Data shown:
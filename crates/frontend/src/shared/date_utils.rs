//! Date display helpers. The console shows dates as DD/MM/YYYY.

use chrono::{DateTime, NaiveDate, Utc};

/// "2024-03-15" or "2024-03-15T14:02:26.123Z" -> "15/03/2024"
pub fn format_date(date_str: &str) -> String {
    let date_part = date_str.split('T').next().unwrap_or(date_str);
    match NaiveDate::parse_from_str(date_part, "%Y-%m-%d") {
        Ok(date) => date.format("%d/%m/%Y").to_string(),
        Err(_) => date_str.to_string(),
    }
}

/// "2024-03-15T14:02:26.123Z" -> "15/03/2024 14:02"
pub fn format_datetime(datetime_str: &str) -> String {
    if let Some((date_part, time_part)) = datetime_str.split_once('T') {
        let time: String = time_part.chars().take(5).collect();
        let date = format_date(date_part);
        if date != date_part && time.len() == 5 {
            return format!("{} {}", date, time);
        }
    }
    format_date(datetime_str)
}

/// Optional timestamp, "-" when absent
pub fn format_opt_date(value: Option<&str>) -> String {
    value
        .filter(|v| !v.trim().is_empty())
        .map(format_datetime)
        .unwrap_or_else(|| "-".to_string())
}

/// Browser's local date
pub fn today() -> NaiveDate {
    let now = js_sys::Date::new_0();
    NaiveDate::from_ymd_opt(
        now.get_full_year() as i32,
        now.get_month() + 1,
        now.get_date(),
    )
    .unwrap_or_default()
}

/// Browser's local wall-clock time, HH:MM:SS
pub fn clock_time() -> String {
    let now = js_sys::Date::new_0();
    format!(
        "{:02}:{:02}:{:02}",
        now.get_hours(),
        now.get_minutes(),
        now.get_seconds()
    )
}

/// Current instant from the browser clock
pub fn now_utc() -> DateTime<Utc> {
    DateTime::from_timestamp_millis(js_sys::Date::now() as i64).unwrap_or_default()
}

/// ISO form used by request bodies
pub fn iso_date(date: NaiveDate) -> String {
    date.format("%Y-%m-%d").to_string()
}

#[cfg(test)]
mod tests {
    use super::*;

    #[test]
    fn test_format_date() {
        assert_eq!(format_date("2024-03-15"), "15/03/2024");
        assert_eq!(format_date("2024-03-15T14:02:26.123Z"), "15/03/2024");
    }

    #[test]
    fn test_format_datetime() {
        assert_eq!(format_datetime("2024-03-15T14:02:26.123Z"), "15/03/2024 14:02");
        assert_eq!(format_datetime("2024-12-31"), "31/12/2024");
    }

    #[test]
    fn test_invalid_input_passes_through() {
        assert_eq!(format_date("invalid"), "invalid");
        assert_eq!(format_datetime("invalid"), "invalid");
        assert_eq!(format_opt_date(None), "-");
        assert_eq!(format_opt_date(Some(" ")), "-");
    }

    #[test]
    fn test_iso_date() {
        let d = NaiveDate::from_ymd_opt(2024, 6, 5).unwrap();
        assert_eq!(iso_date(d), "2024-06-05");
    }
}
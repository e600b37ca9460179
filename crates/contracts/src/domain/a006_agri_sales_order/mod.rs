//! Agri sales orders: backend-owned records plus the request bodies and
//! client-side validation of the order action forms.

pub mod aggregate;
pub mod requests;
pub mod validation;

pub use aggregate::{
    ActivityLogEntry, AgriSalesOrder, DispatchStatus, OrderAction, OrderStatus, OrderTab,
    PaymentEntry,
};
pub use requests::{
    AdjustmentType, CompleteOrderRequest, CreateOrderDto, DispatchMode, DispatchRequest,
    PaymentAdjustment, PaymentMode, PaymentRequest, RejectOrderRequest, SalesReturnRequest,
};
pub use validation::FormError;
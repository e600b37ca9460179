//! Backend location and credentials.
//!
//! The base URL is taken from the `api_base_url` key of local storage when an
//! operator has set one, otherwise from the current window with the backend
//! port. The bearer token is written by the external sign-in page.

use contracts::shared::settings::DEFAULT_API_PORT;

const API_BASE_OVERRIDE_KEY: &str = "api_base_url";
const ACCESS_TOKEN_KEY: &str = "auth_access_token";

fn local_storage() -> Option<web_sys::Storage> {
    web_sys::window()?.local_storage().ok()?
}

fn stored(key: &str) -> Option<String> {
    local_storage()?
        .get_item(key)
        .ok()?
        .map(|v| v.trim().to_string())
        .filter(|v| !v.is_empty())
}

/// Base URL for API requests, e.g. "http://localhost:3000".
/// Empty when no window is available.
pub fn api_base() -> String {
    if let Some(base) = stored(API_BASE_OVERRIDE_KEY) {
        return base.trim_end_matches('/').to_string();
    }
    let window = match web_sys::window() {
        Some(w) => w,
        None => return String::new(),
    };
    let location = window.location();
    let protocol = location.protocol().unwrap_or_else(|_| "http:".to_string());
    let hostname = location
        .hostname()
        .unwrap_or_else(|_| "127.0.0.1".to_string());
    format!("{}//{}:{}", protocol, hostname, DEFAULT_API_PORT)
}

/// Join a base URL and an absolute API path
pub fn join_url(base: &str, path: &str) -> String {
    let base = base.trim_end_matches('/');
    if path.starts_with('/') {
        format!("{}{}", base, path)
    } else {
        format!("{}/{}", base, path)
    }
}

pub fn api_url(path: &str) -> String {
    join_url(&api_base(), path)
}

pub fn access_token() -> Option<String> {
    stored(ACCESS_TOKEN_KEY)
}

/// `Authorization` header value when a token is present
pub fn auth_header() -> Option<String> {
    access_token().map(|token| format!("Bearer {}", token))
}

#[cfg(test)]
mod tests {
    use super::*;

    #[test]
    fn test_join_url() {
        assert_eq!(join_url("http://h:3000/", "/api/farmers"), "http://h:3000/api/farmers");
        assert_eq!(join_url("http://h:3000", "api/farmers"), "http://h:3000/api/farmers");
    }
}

==

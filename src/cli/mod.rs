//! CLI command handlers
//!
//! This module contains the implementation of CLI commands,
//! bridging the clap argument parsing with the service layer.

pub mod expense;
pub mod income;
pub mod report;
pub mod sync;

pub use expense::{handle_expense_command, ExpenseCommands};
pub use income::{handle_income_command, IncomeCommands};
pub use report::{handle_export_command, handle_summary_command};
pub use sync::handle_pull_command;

==

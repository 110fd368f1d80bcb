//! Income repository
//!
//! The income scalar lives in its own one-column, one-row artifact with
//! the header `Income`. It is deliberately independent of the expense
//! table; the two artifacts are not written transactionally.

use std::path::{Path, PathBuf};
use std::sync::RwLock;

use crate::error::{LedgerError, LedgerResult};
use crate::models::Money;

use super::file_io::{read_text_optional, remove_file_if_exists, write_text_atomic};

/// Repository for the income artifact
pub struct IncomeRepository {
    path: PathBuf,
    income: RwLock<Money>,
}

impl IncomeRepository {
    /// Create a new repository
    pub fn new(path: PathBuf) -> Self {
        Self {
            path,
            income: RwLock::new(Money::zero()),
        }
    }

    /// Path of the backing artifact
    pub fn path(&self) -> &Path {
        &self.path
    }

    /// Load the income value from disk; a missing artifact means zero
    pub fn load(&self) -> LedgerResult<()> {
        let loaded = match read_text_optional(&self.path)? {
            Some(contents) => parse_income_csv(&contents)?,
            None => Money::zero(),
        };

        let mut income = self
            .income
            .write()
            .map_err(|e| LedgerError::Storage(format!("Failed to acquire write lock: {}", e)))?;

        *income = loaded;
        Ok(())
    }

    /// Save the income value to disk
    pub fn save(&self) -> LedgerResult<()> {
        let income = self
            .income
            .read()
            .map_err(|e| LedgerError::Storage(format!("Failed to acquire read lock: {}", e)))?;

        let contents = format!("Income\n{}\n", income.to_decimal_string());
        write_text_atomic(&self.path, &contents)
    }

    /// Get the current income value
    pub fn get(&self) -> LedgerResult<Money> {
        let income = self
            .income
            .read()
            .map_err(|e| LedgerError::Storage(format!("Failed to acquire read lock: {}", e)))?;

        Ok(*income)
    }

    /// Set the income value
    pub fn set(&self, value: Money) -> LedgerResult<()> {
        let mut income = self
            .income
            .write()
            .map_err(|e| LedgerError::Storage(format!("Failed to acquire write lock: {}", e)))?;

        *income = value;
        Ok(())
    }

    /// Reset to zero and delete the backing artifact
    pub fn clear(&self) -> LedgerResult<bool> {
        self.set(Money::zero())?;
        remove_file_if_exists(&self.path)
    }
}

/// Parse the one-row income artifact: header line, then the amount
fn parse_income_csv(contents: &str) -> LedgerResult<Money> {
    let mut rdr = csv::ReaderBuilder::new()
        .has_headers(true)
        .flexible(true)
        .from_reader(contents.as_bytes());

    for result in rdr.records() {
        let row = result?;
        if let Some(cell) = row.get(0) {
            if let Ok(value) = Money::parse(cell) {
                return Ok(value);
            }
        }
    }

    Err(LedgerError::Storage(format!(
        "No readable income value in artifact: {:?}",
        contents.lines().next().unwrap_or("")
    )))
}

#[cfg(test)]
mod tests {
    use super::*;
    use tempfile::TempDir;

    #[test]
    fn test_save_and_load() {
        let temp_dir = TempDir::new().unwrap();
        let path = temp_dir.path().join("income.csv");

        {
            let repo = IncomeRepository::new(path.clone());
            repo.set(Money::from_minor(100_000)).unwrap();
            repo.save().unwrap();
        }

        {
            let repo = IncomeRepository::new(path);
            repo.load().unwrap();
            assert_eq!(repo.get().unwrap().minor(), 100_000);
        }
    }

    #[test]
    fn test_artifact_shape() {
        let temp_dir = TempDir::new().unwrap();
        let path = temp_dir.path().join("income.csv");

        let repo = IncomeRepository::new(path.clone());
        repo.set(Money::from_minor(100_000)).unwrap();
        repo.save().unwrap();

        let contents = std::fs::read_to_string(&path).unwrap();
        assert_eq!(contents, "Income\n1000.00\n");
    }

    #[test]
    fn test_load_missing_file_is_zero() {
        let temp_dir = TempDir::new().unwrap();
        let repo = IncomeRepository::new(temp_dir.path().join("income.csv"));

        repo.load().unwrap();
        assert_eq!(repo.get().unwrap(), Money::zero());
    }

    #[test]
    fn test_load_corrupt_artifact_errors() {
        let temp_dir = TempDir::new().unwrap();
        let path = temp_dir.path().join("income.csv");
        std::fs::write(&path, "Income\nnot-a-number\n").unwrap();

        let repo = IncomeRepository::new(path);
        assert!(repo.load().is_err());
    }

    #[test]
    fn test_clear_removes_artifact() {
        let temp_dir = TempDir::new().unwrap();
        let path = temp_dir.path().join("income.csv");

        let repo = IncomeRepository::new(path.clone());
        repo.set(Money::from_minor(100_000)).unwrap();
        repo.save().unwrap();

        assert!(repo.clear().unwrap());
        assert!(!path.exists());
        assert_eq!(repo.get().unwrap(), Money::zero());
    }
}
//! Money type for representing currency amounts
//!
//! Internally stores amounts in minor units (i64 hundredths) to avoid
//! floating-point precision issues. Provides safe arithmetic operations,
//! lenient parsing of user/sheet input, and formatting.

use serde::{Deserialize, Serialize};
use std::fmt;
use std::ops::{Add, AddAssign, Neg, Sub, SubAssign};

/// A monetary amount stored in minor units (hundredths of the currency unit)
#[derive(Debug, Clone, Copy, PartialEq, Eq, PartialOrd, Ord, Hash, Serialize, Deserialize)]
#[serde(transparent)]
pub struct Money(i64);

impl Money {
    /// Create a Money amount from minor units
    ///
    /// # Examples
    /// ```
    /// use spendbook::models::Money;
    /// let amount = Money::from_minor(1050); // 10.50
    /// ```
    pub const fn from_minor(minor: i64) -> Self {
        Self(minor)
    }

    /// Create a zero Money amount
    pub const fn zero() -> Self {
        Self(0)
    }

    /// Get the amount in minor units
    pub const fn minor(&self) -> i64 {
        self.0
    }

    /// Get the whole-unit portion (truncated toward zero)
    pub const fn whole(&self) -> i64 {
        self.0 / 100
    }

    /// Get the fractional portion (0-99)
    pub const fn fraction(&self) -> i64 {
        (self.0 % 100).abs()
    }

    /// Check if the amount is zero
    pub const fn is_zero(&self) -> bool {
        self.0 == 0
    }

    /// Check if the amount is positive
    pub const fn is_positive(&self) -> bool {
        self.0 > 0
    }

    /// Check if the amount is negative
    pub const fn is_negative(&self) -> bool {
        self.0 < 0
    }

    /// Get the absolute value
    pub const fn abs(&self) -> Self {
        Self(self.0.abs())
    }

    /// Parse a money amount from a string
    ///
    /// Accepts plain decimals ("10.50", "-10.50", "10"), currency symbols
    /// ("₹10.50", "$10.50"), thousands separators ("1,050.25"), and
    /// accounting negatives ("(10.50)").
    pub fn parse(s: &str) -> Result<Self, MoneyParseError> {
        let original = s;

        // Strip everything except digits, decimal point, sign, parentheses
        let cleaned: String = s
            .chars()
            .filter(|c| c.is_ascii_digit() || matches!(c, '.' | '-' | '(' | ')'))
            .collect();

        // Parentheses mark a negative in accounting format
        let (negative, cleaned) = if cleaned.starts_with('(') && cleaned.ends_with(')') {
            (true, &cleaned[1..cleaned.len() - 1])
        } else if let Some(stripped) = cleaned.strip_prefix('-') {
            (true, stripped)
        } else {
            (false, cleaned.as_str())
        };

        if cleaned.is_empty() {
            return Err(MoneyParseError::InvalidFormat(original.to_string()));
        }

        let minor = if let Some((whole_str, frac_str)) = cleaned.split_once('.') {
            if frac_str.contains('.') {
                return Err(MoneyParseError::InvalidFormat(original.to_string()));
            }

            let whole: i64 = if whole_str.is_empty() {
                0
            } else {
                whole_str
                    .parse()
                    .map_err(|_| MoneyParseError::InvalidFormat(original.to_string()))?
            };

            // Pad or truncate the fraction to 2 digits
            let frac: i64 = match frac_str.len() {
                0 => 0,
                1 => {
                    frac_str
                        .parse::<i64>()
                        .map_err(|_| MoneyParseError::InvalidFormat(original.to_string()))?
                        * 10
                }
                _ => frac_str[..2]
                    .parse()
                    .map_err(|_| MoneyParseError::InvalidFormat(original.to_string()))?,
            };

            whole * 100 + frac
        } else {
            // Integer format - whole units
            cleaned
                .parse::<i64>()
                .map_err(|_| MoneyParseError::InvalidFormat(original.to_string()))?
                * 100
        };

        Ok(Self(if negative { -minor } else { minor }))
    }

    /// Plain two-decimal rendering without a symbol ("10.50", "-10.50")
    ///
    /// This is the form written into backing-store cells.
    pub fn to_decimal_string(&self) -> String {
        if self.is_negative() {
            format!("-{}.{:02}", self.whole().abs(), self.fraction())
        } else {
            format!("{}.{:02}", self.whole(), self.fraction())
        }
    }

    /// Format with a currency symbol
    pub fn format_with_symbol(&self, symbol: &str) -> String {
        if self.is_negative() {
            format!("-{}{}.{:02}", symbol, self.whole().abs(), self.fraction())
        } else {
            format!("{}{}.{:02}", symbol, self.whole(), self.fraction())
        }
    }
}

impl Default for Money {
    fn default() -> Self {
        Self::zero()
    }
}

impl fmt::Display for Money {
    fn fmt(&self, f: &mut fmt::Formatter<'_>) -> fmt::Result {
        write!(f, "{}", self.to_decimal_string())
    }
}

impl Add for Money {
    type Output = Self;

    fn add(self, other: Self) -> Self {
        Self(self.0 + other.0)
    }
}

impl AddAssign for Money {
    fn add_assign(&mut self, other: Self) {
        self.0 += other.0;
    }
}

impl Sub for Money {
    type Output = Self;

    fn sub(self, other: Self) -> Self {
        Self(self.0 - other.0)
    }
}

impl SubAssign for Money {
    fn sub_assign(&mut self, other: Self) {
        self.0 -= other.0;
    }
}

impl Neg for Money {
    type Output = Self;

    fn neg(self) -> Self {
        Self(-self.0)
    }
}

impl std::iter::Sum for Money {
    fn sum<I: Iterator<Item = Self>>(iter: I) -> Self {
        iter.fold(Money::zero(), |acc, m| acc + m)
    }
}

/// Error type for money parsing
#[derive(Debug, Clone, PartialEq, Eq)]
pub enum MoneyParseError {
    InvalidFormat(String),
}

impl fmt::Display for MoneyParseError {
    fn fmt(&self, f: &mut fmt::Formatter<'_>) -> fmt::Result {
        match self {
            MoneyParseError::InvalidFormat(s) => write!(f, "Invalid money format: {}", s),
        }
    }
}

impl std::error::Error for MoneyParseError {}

Exercise: Which lines of the data include the word "collect"? Copy each one.

Worked solution:
        let time: String = time_part.chars().take(5).collect();
            .collect();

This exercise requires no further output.